WORK TASK:
The listing below contains a span that opens with the line containing "the machine registry." and closes with the line containing "let bus = BusctlBus::new();". Return that span exactly.

ENTRIES SHOWN START

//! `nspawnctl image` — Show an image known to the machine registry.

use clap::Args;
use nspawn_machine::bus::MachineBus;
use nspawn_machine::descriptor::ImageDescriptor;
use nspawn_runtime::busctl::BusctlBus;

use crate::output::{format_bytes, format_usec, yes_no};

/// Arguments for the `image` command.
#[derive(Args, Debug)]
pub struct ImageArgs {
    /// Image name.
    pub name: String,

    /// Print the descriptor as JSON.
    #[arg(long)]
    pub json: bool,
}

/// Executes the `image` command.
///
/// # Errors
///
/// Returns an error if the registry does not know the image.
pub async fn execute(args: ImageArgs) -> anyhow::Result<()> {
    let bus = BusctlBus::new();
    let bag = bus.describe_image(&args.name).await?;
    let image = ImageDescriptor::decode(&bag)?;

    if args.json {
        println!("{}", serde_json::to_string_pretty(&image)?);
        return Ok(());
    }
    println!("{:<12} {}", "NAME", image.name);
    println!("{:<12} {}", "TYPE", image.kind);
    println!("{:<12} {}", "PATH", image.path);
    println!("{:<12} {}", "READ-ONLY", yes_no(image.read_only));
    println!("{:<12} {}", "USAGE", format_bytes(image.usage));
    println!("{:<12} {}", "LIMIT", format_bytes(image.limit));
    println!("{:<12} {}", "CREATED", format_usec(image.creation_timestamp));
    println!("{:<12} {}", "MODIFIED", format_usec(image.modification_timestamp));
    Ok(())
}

ENTRIES SHOWN END
ENTRIES SHOWN START

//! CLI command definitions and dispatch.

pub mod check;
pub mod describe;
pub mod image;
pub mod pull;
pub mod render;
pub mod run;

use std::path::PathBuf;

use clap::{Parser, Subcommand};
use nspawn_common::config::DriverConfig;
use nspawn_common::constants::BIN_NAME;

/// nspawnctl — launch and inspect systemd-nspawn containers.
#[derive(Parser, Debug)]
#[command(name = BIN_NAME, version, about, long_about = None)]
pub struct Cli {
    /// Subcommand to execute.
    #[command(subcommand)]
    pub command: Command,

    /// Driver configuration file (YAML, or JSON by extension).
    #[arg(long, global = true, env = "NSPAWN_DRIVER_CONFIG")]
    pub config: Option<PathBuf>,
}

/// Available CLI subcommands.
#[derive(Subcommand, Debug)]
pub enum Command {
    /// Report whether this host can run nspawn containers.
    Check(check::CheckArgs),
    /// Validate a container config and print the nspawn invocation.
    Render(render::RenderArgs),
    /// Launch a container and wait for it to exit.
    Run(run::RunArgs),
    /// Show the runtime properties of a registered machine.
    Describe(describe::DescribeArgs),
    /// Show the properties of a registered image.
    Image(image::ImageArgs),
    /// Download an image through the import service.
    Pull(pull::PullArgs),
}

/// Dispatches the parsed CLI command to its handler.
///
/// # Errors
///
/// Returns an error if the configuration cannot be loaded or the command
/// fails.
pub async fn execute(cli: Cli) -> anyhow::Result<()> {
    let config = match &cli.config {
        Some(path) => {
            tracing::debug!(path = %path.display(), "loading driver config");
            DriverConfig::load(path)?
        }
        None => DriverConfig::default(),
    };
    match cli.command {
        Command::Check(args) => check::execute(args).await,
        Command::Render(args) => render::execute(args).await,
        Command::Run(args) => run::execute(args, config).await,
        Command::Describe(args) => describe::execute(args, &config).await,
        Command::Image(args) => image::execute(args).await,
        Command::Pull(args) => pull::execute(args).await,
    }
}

ENTRIES SHOWN END

RESULT OF THE TASK:
//! `nspawnctl image` — Show an image known to the machine registry.

use clap::Args;
use nspawn_machine::bus::MachineBus;
use nspawn_machine::descriptor::ImageDescriptor;
use nspawn_runtime::busctl::BusctlBus;

use crate::output::{format_bytes, format_usec, yes_no};

/// Arguments for the `image` command.
#[derive(Args, Debug)]
pub struct ImageArgs {
    /// Image name.
    pub name: String,

    /// Print the descriptor as JSON.
    #[arg(long)]
    pub json: bool,
}

/// Executes the `image` command.
///
/// # Errors
///
/// Returns an error if the registry does not know the image.
pub async fn execute(args: ImageArgs) -> anyhow::Result<()> {
    let bus = BusctlBus::new();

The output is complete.